We compute depreciation expense by applying composite, straight-line rates of approximately 2.5 percent to 3.5 percent that were approved by various regulatory authorities.

We recorded capitalized interest of $4.2 million, $4.2 million and $4.6 million for the years ended December 31, 2021, 2020 and 2019, respectively. We incurred liabilities for construction work in process that had not been paid at December 31, 2021, 2020 and 2019 of $25.6 million, $24.3 million and $20.9 million, respectively. Such amounts are not included in capital expenditures or in the change of working capital items on our Consolidated Statements of Cash Flows.

12.SHARE-BASED PAYMENTS

The ECP provides for the granting of stock-based compensation, including incentive stock options, nonstatutory stock options, stock bonus awards, restricted stock awards, restricted stock unit awards, performance stock awards and performance unit awards to eligible employees and the granting of stock awards to nonemployee directors. At December 31, 2021, we have 4.3 million shares of common stock reserved for issuance under the ECP. At December 31, 2021, we had approximately 1.8 million shares available for issuance under the ECP, which reflect shares issued and estimated shares expected to be issued upon vesting of outstanding awards granted under the plan, less forfeitures. The plan allows for the deferral of awards granted in stock or cash, in accordance with the Code section 409A requirements.

Compensation expense for our ECP share-based payment plans was $7.5 million, net of tax benefits of $2.5 million, for 2021, $7.0 million, net of tax benefits of $2.3 million, for 2020, and $6.8 million, net of tax benefits of $2.2 million, for 2019.

Restricted Stock Unit Awards - We have granted restricted stock unit awards to key employees that vest over a service period of generally three years and entitle the grantee to receive shares of our common stock. Restricted stock unit awards granted accrue dividend equivalents in the form of additional restricted stock units prior to vesting. Restricted stock unit awards are measured at fair value as if they were vested and issued on the grant date and adjusted for estimated forfeitures. Compensation expense is recognized on a straight-line basis over the vesting period of the award. A forfeiture rate of 3 percent per year based on historical forfeitures under our share-based payment plans is used.
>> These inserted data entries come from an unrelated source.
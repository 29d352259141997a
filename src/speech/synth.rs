//! Speech synthesizer abstraction
//!
//! Every backend implements `Synth`. Audits only ever need three things
//! from a backend: a rate, a volume, and a blocking "speak this".

use crate::platform::is_wsl;
use crate::{KairosError, Result};
use log::info;
use std::fmt;
use std::str::FromStr;

/// Speech synthesizer trait
///
/// Implementations are moved onto the worker thread of each audit run,
/// hence the `Send` bound.
pub trait Synth: Send {
    /// Short backend name for logs and status output
    fn name(&self) -> &'static str;

    /// Set playback rate in words per minute
    fn set_rate(&mut self, wpm: u16) -> Result<()>;

    /// Set output volume, 0.0 (silent) to 1.0 (unity)
    fn set_volume(&mut self, volume: f32) -> Result<()>;

    /// Speak text and block until playback has finished
    fn speak_and_wait(&mut self, text: &str) -> Result<()>;
}

/// Which backend family to use
#[derive(Debug, Clone, Copy, PartialEq, Eq, Default)]
pub enum BackendPreference {
    /// espeak-ng first on WSL, the native engine first elsewhere
    #[default]
    Auto,
    /// The platform engine through the `tts` crate
    Native,
    /// espeak-ng through PulseAudio
    Espeak,
}

impl FromStr for BackendPreference {
    type Err = KairosError;

    fn from_str(s: &str) -> Result<Self> {
        match s.trim().to_ascii_lowercase().as_str() {
            "auto" => Ok(Self::Auto),
            "native" | "tts" => Ok(Self::Native),
            "espeak" | "espeak-ng" => Ok(Self::Espeak),
            other => Err(KairosError::Config(format!(
                "unknown speech backend '{}' (expected auto, native or espeak)",
                other
            ))),
        }
    }
}

impl fmt::Display for BackendPreference {
    fn fmt(&self, f: &mut fmt::Formatter<'_>) -> fmt::Result {
        let name = match self {
            Self::Auto => "auto",
            Self::Native => "native",
            Self::Espeak => "espeak",
        };
        f.write_str(name)
    }
}

type Constructor = fn() -> Result<Box<dyn Synth>>;

fn native() -> Result<Box<dyn Synth>> {
    use super::backends::native::NativeSynth;
    Ok(Box::new(NativeSynth::new()?))
}

fn espeak() -> Result<Box<dyn Synth>> {
    use super::backends::espeak::EspeakSynth;
    Ok(Box::new(EspeakSynth::new()?))
}

/// Backends to try, in order, for a preference on this host
fn candidates(preference: BackendPreference, wsl: bool) -> Vec<(&'static str, Constructor)> {
    match preference {
        BackendPreference::Native => vec![("native", native as Constructor)],
        BackendPreference::Espeak => vec![("espeak", espeak as Constructor)],
        // WSLg routes audio through PulseAudio; speech-dispatcher is rarely set up there
        BackendPreference::Auto if wsl => vec![
            ("espeak", espeak as Constructor),
            ("native", native as Constructor),
        ],
        BackendPreference::Auto => vec![
            ("native", native as Constructor),
            ("espeak", espeak as Constructor),
        ],
    }
}

/// Create a speech synthesizer for the given preference
///
/// Tries each candidate backend in turn and returns the first one that
/// initializes. When none does, the collected failures are reported as a
/// single `KairosError::Init`.
pub fn create_synth(preference: BackendPreference) -> Result<Box<dyn Synth>> {
    let wsl = is_wsl();
    if wsl {
        info!("Detected WSL environment");
    }

    let mut failures = Vec::new();
    for (name, construct) in candidates(preference, wsl) {
        info!("Trying {} speech backend...", name);
        match construct() {
            Ok(synth) => {
                info!("✓ Initialized {} backend", synth.name());
                return Ok(synth);
            }
            Err(e) => {
                info!("✗ {} backend unavailable: {}", name, e);
                failures.push(format!("{}: {}", name, e));
            }
        }
    }

    Err(KairosError::Init(format!(
        "no speech backend available (preference '{}'). Tried:\n  {}\n\
         Install speech-dispatcher or espeak-ng (sudo apt install espeak-ng)",
        preference,
        failures.join("\n  ")
    )))
}
//! Audit request and playback rate

use crate::{KairosError, Result};
use std::fmt;

/// Slowest accepted playback rate in words per minute
pub const MIN_RATE: u16 = 100;
/// Fastest accepted playback rate in words per minute
pub const MAX_RATE: u16 = 400;
/// Default operational speed
pub const DEFAULT_RATE: u16 = 200;

/// A playback rate known to lie in `MIN_RATE..=MAX_RATE`
#[derive(Debug, Clone, Copy, PartialEq, Eq, PartialOrd, Ord)]
pub struct Rate(u16);

impl Rate {
    /// Validate a rate in words per minute
    ///
    /// Out-of-range values are rejected rather than clamped.
    pub fn new(wpm: i64) -> Result<Self> {
        if (MIN_RATE as i64..=MAX_RATE as i64).contains(&wpm) {
            Ok(Self(wpm as u16))
        } else {
            Err(KairosError::RateOutOfRange {
                wpm,
                min: MIN_RATE,
                max: MAX_RATE,
            })
        }
    }

    pub fn wpm(self) -> u16 {
        self.0
    }
}

impl Default for Rate {
    fn default() -> Self {
        Self(DEFAULT_RATE)
    }
}

impl fmt::Display for Rate {
    fn fmt(&self, f: &mut fmt::Formatter<'_>) -> fmt::Result {
        write!(f, "{} WPM", self.0)
    }
}

/// One submission from the operator: raw buffer text plus a rate
#[derive(Debug, Clone, PartialEq, Eq)]
pub struct AuditRequest {
    raw_text: String,
    rate: Rate,
}

impl AuditRequest {
    /// Build a request, rejecting blank text and out-of-range rates
    pub fn new(raw_text: impl Into<String>, wpm: i64) -> Result<Self> {
        let raw_text = raw_text.into();
        if raw_text.trim().is_empty() {
            return Err(KairosError::EmptyInput);
        }

        Ok(Self {
            raw_text,
            rate: Rate::new(wpm)?,
        })
    }

    pub fn raw_text(&self) -> &str {
        &self.raw_text
    }

    pub fn rate(&self) -> Rate {
        self.rate
    }
}
//! Operator input parsing
//!
//! Lines starting with `:` are commands, everything else is buffer text.
//! A leading `::` escapes a literal colon.

use crate::{KairosError, Result};

/// Shell commands
#[derive(Debug, Clone, PartialEq, Eq)]
pub enum Command {
    /// Trigger an audit of the buffer
    Run,
    /// Change playback rate (WPM, validated by the shell)
    Rate(i64),
    /// Append clipboard contents to the buffer
    Paste,
    /// Print the buffer
    Show,
    /// Empty the buffer
    Clear,
    /// Print rate, backend and trigger state
    Status,
    /// Store the current rate as the configured default
    Save,
    Help,
    Quit,
}

/// One parsed line of operator input
#[derive(Debug, Clone, PartialEq, Eq)]
pub enum Input {
    Text(String),
    Command(Command),
}

pub const HELP: &str = "\
Paste or type text to fill the forensic input buffer, then:
  :run        execute audit (speak the buffer)
  :rate N     set playback rate, 100-400 WPM
  :paste      append clipboard contents
  :show       print the buffer
  :clear      empty the buffer
  :status     show rate and engine state
  :save       remember the current rate
  :help       show this help
  :quit       exit
Start a line with :: to enter text beginning with a colon.";

/// Parse a single line of input
pub fn parse_line(line: &str) -> Result<Input> {
    if let Some(literal) = line.strip_prefix("::") {
        return Ok(Input::Text(format!(":{}", literal)));
    }

    let Some(command) = line.strip_prefix(':') else {
        return Ok(Input::Text(line.to_string()));
    };

    let mut words = command.split_whitespace();
    let name = words.next().unwrap_or("");
    let arg = words.next();

    let parsed = match (name, arg) {
        ("run" | "r" | "audit", None) => Command::Run,
        ("rate", Some(value)) => Command::Rate(value.parse().map_err(|_| {
            KairosError::Other(format!("'{}' is not a number of words per minute", value))
        })?),
        ("rate", None) => return Err(KairosError::Other("usage: :rate N".to_string())),
        ("paste" | "p", None) => Command::Paste,
        ("show", None) => Command::Show,
        ("clear", None) => Command::Clear,
        ("status", None) => Command::Status,
        ("save", None) => Command::Save,
        ("help" | "h" | "?", None) => Command::Help,
        ("quit" | "q" | "exit", None) => Command::Quit,
        _ => {
            return Err(KairosError::Other(format!(
                "unknown command ':{}' (try :help)",
                command.trim()
            )))
        }
    };

    if words.next().is_some() {
        return Err(KairosError::Other(format!("too many arguments: ':{}'", command.trim())));
    }

    Ok(Input::Command(parsed))
}
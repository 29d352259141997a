//! Forensic input buffer the operator pastes text into

use log::debug;

/// Buffer that accumulates pasted lines until an audit is triggered
pub struct InputBuffer {
    buffer: String,
}

impl InputBuffer {
    /// Create a new empty buffer
    pub fn new() -> Self {
        Self {
            buffer: String::new(),
        }
    }

    /// Append one line of input
    pub fn push_line(&mut self, line: &str) {
        self.buffer.push_str(line);
        self.buffer.push('\n');
    }

    /// Append a block of text, e.g. clipboard contents
    pub fn push_block(&mut self, text: &str) {
        self.buffer.push_str(text);
        if !text.is_empty() && !text.ends_with('\n') {
            self.buffer.push('\n');
        }
    }

    /// Get the current buffer contents
    pub fn contents(&self) -> &str {
        &self.buffer
    }

    /// Discard everything in the buffer
    pub fn clear(&mut self) {
        debug!("Clearing input buffer: {} chars", self.buffer.len());
        self.buffer.clear();
    }

    /// Number of lines currently held
    pub fn line_count(&self) -> usize {
        self.buffer.lines().count()
    }
}

impl Default for InputBuffer {
    fn default() -> Self {
        Self::new()
    }
}

#[cfg(test)]
mod tests {
    use super::*;

    #[test]
    fn test_new_buffer() {
        let buffer = InputBuffer::new();
        assert_eq!(buffer.contents(), "");
        assert_eq!(buffer.line_count(), 0);
    }

    #[test]
    fn test_push_line() {
        let mut buffer = InputBuffer::new();
        buffer.push_line("sshd: Accepted publickey");
        buffer.push_line("");
        buffer.push_line("sudo: session opened");

        assert_eq!(buffer.contents(), "sshd: Accepted publickey\n\nsudo: session opened\n");
        assert_eq!(buffer.line_count(), 3);
    }

    #[test]
    fn test_push_block() {
        let mut buffer = InputBuffer::new();
        buffer.push_block("one\ntwo");
        buffer.push_block("three\n");
        buffer.push_block("");
        assert_eq!(buffer.contents(), "one\ntwo\nthree\n");
    }

    #[test]
    fn test_clear() {
        let mut buffer = InputBuffer::new();
        buffer.push_line("   ");
        buffer.push_line("\t");
        assert_eq!(buffer.line_count(), 2);

        buffer.clear();
        assert_eq!(buffer.contents(), "");
        assert_eq!(buffer.line_count(), 0);
    }
}
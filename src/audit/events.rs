//! Notifications from the coordinator to the interface
//!
//! The coordinator never touches interface state itself. It posts
//! `AuditEvent`s through a `Dispatch` implementation, which hands them to
//! the interface's own thread (a channel drained by its event loop).

use crate::error::SpeakError;
use std::fmt;
use std::sync::mpsc::Sender;

/// Identifier of one audit run, increasing per submission
#[derive(Debug, Clone, Copy, PartialEq, Eq, PartialOrd, Ord, Hash)]
pub struct RunId(pub u64);

impl fmt::Display for RunId {
    fn fmt(&self, f: &mut fmt::Formatter<'_>) -> fmt::Result {
        write!(f, "#{}", self.0)
    }
}

/// State change notification for the interface
#[derive(Debug, Clone, PartialEq, Eq)]
pub enum AuditEvent {
    /// Disable the trigger and show the in-progress indicator
    RunStarted { run: RunId },
    /// Re-enable the trigger; `error` is set when synthesis failed
    RunFinished {
        run: RunId,
        error: Option<SpeakError>,
    },
}

impl AuditEvent {
    pub fn run(&self) -> RunId {
        match self {
            AuditEvent::RunStarted { run } | AuditEvent::RunFinished { run, .. } => *run,
        }
    }
}

/// Thread-safe hand-off onto the interface's execution context
///
/// Called from both the submitting thread and worker threads; events
/// must be delivered in the order they are posted. `post` may run while
/// coordinator locks are held, so it must only enqueue: no blocking and no
/// calls back into the coordinator.
pub trait Dispatch: Send + Sync + 'static {
    fn post(&self, event: AuditEvent);
}

impl Dispatch for Sender<AuditEvent> {
    fn post(&self, event: AuditEvent) {
        // A closed receiver means the interface is gone; nothing to notify
        let _ = self.send(event);
    }
}

impl<F> Dispatch for F
where
    F: Fn(AuditEvent) + Send + Sync + 'static,
{
    fn post(&self, event: AuditEvent) {
        self(event)
    }
}
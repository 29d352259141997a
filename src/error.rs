//! Error types for Kairos

use std::io;
use thiserror::Error;

/// Failure while synthesizing a single audit run
///
/// Travels inside `AuditEvent::RunFinished`, so it is cheap to clone.
#[derive(Error, Debug, Clone, PartialEq, Eq)]
pub enum SpeakError {
    #[error("speech backend failed: {0}")]
    Backend(String),

    #[error("speech backend panicked: {0}")]
    Panicked(String),
}

/// Main error type for Kairos
#[derive(Error, Debug)]
pub enum KairosError {
    #[error("Speech engine initialization failed: {0}")]
    Init(String),

    #[error("Input buffer is empty")]
    EmptyInput,

    #[error("An audit is already in progress")]
    Busy,

    #[error("Playback rate {wpm} WPM is outside {min}..={max}")]
    RateOutOfRange { wpm: i64, min: u16, max: u16 },

    #[error("Speech synthesis error: {0}")]
    Speak(#[from] SpeakError),

    #[error("Configuration error: {0}")]
    Config(String),

    #[error("INI parse error: {0}")]
    IniParse(String),

    #[error("Clipboard error: {0}")]
    Clipboard(String),

    #[error("I/O error: {0}")]
    Io(#[from] io::Error),

    #[error("{0}")]
    Other(String),
}

impl KairosError {
    /// Runtime failure reported by a speech backend
    pub fn backend(msg: impl Into<String>) -> Self {
        KairosError::Speak(SpeakError::Backend(msg.into()))
    }

    /// Whether the process must stop after surfacing this error
    pub fn is_fatal(&self) -> bool {
        matches!(self, KairosError::Init(_))
    }
}

/// Result type alias for Kairos operations
pub type Result<T> = std::result::Result<T, KairosError>;

#[cfg(test)]
mod tests {
    use super::*;

    #[test]
    fn test_only_init_is_fatal() {
        assert!(KairosError::Init("no backend".into()).is_fatal());
        assert!(!KairosError::EmptyInput.is_fatal());
        assert!(!KairosError::Busy.is_fatal());
        assert!(!KairosError::Speak(SpeakError::Backend("x".into())).is_fatal());
    }

    #[test]
    fn test_rate_message() {
        let err = KairosError::RateOutOfRange { wpm: 50, min: 100, max: 400 };
        assert_eq!(err.to_string(), "Playback rate 50 WPM is outside 100..=400");
    }
}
Performance Stock Unit Awards - We have granted performance stock unit awards to key employees. The shares of common stock underlying the performance stock units vest at the expiration of a service period of generally three years if certain performance criteria are met by us as determined by the Executive Compensation Committee of the Board of Directors. Upon vesting, a holder of performance stock units is entitled to receive a number of shares of common stock equal to a percentage (0 percent to 200 percent) of the performance stock units granted, based on our total shareholder return over the vesting period, compared with the total shareholder return of a peer group of other utilities over the same period.

If paid, the outstanding performance stock unit awards entitle the grantee to receive shares of our common stock. The outstanding performance stock unit awards are equity awards with a market-based condition, which results in the compensation expense for these awards being recognized on a straight-line basis over the requisite service period, provided that the requisite service period is fulfilled, regardless of when, if ever, the market condition is satisfied. The performance stock unit awards granted accrue dividend equivalents in the form of additional performance stock units prior to vesting. The fair value of these
78


performance stock units was estimated on the grant date based on a Monte Carlo model. The compensation expense on these awards will only be adjusted for forfeitures. A forfeiture rate of 3 percent per year based on historical forfeitures under our share-based payment plans is used.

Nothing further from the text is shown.